Een feministische benadering van counseling: ervaringen uit de Verenigde Staten

T. van Rooijen-Smoor

In this paper some historical and theoretical aspects of feminist counseling are described. Historically feminist counseling is an outgrowth of what is developing in consciousness-raising groups. This type of counseling stresses women to modify themselves in order to become independent and to realize themselves. Women's behavior is not conditioned by an inner force but by outside forces as well. Theory building and methods are in a developmental stage and are oriented towards humanistic, Gestalt and operant approaches. The feminist goals a counselor gears herself towards are selfacceptance, assertion, autonomy, interpersonal relationships, selfrealization, sexual roles and sexuality (stereotypes in relating to opposite sex).
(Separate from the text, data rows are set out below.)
//! Blackbox scenario tests for Gauntlet
//!
//! These tests only use the public API of the facade crate - no internal
//! crate access. Each scenario assembles a suite the way an embedding test
//! program would, runs it against the scripted in-memory driver, and checks
//! verdicts, aggregate counters, and exit codes.

use std::sync::atomic::{AtomicUsize, Ordering};
use std::sync::Arc;
use std::time::Duration;

use gauntlet::{
    Connection, DriverError, MemConnection, RetryPolicy, ScriptedDriver, TestCase, TestSuite,
    Verdict,
};

// ============================================================================
// Scenario A: one failing parallel step fails the case, verifier is
// skipped, finalizer still runs
// ============================================================================

#[test]
fn scenario_a_failing_step_skips_verifier_but_not_finalizer() {
    let driver = ScriptedDriver::new();
    let verifier_ran = Arc::new(AtomicUsize::new(0));
    let finalizer_ran = Arc::new(AtomicUsize::new(0));

    let mut suite = TestSuite::new("scenario_a");
    suite.add_table("T1");

    let v = Arc::clone(&verifier_ran);
    let f = Arc::clone(&finalizer_ran);
    suite.add_case(
        TestCase::new("mixed_outcome", "two passing steps, one failing")
            .initializer("setup", |_, _| Verdict::Ok)
            .step("ok_0", |_, _| Verdict::Ok)
            .step("fails", |ctx, _| {
                ctx.stop();
                Verdict::Failed
            })
            .step("ok_1", |ctx, _| {
                // Cooperative: exits early once the sibling signals stop.
                while !ctx.is_stopped() {
                    ctx.wait_timeout(Duration::from_millis(5));
                }
                Verdict::Ok
            })
            .verifier("verify", move |_, _| {
                v.fetch_add(1, Ordering::SeqCst);
                Verdict::Ok
            })
            .finalizer("cleanup", move |_, _| {
                f.fetch_add(1, Ordering::SeqCst);
                Verdict::Ok
            }),
    );

    let exit = suite.execute(&driver, ["scenario_a"]);
    assert_eq!(exit, Verdict::Failed.exit_code());

    assert_eq!(verifier_ran.load(Ordering::SeqCst), 0);
    assert_eq!(finalizer_ran.load(Ordering::SeqCst), 1);

    let report = suite.report().unwrap();
    assert_eq!(report.executed(), 1);
    assert_eq!(report.passed(), 0);
    assert_eq!(report.failed(), 1);
}

// ============================================================================
// Scenario B: producer/consumer phase handshake completes deterministically
// ============================================================================

#[test]
fn scenario_b_phase_handshake_never_deadlocks() {
    let driver = ScriptedDriver::new();
    let mut suite = TestSuite::new("scenario_b");
    suite.add_table("T1");

    suite.add_case(
        TestCase::new("handshake", "two steps advance a shared phase counter")
            .step("leader", |ctx, _| {
                ctx.set("PHASE", 1u32);
                if ctx.wait_for_u32("PHASE", 2) {
                    Verdict::Ok
                } else {
                    Verdict::Failed
                }
            })
            .step("follower", |ctx, _| {
                if !ctx.wait_for_u32("PHASE", 1) {
                    return Verdict::Failed;
                }
                ctx.set("PHASE", 2u32);
                Verdict::Ok
            }),
    );

    // Repeat to shake out scheduling orders.
    for run in 0..20 {
        let exit = suite.execute(&driver, ["scenario_b"]);
        assert_eq!(exit, Verdict::Ok.exit_code(), "deadlock or failure on run {}", run);
    }
}

// ============================================================================
// Scenario C: five temporary errors then success, within the retry bound
// ============================================================================

#[test]
fn scenario_c_temporary_errors_within_bound_still_pass() {
    let driver = ScriptedDriver::with_tables(&["T1"]);
    driver.script_op_errors(DriverError::temporary(410, "redo log overloaded"), 5);
    let attempts = Arc::new(AtomicUsize::new(0));

    let mut suite = TestSuite::new("scenario_c");
    suite.add_table("T1");
    suite.set_manage_schema(false);

    let a = Arc::clone(&attempts);
    suite.add_case(TestCase::new("flaky_begin", "begin retried past transient errors").step(
        "begin_txn",
        move |_, run| {
            let policy = RetryPolicy::new(100, Duration::from_millis(1));
            let a = Arc::clone(&a);
            let conn = run.connection();
            let result = policy.run(|| {
                a.fetch_add(1, Ordering::SeqCst);
                conn.begin()
            });
            match result {
                Ok(Some(())) => Verdict::Ok,
                _ => Verdict::Failed,
            }
        },
    ));

    let exit = suite.execute(&driver, ["scenario_c", "--noddl"]);
    assert_eq!(exit, Verdict::Ok.exit_code());
    // 5 temporary failures, each followed by a backoff, then the success.
    assert_eq!(attempts.load(Ordering::SeqCst), 6);
}

// ============================================================================
// Scenario D: an unbroken stream of temporary errors exhausts the bound
// ============================================================================

#[test]
fn scenario_d_retry_bound_exceeded_fails_the_step() {
    let driver = ScriptedDriver::with_tables(&["T1"]);
    let attempts = Arc::new(AtomicUsize::new(0));

    let mut suite = TestSuite::new("scenario_d");
    suite.add_table("T1");
    suite.set_manage_schema(false);

    let a = Arc::clone(&attempts);
    suite.add_case(TestCase::new("hopeless", "backend never recovers").step(
        "always_temporary",
        move |_, _| {
            let policy = RetryPolicy::new(3, Duration::from_millis(1));
            let a = Arc::clone(&a);
            let result: gauntlet::Result<Option<()>> = policy.run(|| {
                a.fetch_add(1, Ordering::SeqCst);
                Err(DriverError::temporary(266, "lock timeout"))
            });
            match result {
                Err(_) => Verdict::Failed,
                Ok(_) => Verdict::Ok,
            }
        },
    ));

    let exit = suite.execute(&driver, ["scenario_d", "--noddl"]);
    assert_eq!(exit, Verdict::Failed.exit_code());
    // max_retries = 3: the first attempt plus exactly three retries.
    assert_eq!(attempts.load(Ordering::SeqCst), 4);
}

// ============================================================================
// End-to-end: a small load/verify/clear workload over the driver seam
// ============================================================================

#[test]
fn workload_load_verify_clear_roundtrip() {
    let driver = ScriptedDriver::new();
    let mut suite = TestSuite::new("workload");
    suite.add_table("T1");

    suite.add_case(
        TestCase::new("LoadAndCount", "parallel loaders fill disjoint key ranges")
            .property("ROWS_PER_STEP", 50u32)
            .step("loader_0", loader_body)
            .step("loader_1", loader_body)
            .verifier("count", |ctx, run| {
                let expected = 2 * ctx.get_u32("ROWS_PER_STEP", 0);
                let mem = connection(run);
                for key in 0..expected {
                    match mem.read_row(ctx.table(), key) {
                        Ok(Some(_)) => {}
                        _ => return Verdict::Failed,
                    }
                }
                Verdict::Ok
            })
            .finalizer("clear", |ctx, run| {
                let rows = 2 * ctx.get_u32("ROWS_PER_STEP", 0);
                let table = ctx.table().to_string();
                let mem = connection(run);
                if mem.begin().is_err() {
                    return Verdict::Failed;
                }
                for key in 0..rows {
                    // Tolerant delete: missing rows are an expected error.
                    if gauntlet::absorb_expected(mem.delete_row(&table, key)).is_err() {
                        return Verdict::Failed;
                    }
                }
                if mem.commit().is_err() {
                    return Verdict::Failed;
                }
                Verdict::Ok
            }),
    );

    let exit = suite.execute(&driver, ["workload"]);
    assert_eq!(exit, Verdict::Ok.exit_code());
    let report = suite.report().unwrap();
    assert_eq!(report.executed(), 1);
    assert_eq!(report.passed(), 1);
}

fn connection<'a>(run: &'a mut gauntlet::StepRun<'_>) -> &'a mut MemConnection {
    run.connection()
        .as_any()
        .downcast_mut::<MemConnection>()
        .expect("scripted driver connection")
}

fn loader_body(ctx: &gauntlet::SharedContext, run: &mut gauntlet::StepRun<'_>) -> Verdict {
    let rows = ctx.get_u32("ROWS_PER_STEP", 0);
    let table = ctx.table().to_string();
    let offset = run.index() as u32 * rows;
    let mem = connection(run);
    if mem.begin().is_err() {
        return Verdict::Failed;
    }
    for i in 0..rows {
        // Idempotent load: a duplicate row is an expected error.
        if gauntlet::absorb_expected(mem.insert_row(&table, offset + i, i)).is_err() {
            return Verdict::Failed;
        }
    }
    if mem.commit().is_err() {
        return Verdict::Failed;
    }
    Verdict::Ok
}

// ============================================================================
// Exit codes and diagnostic modes through the public API
// ============================================================================

#[test]
fn malformed_argv_maps_to_wrongargs_exit() {
    let driver = ScriptedDriver::new();
    let mut suite = TestSuite::new("cli");
    suite.add_table("T1");
    suite.add_case(TestCase::new("noop", "").step("noop", |_, _| Verdict::Ok));

    assert_eq!(suite.execute(&driver, ["cli", "--records", "NaN"]), 2);
    assert_eq!(suite.execute(&driver, ["cli", "-n", "missing_case"]), 2);
}

#[test]
fn print_modes_short_circuit_execution() {
    let driver = ScriptedDriver::new();
    let executed = Arc::new(AtomicUsize::new(0));

    let mut suite = TestSuite::new("diag");
    suite.add_table("T1");
    let e = Arc::clone(&executed);
    suite.add_case(TestCase::new("counted", "counts executions").step("count", move |_, _| {
        e.fetch_add(1, Ordering::SeqCst);
        Verdict::Ok
    }));

    assert_eq!(suite.execute(&driver, ["diag", "--print-cases"]), 0);
    assert_eq!(suite.execute(&driver, ["diag", "--print-tree"]), 0);
    assert_eq!(executed.load(Ordering::SeqCst), 0);
}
In the second part of the article the author in her former capacity as counselor at the Center for Continuing Education of Women at the University of Michigan in Ann Arbor, Michigan presents an application of feminist counseling with a group of young-married mothers. The program demonstrates how women in their twenties with pre-schoolers and without partners assemble during six weekly meetings and two followup meetings. These young mothers typically, feel guilty and are isolated, depressed, rejected, ignorant and confronted with an endless list of problems (financial, housing, childcare, medical, transportation etc.). Preliminary findings show that these women were generally depressed and mostly had been in psychotherapy, changed their lifes by making decisions and breaking through their isolation.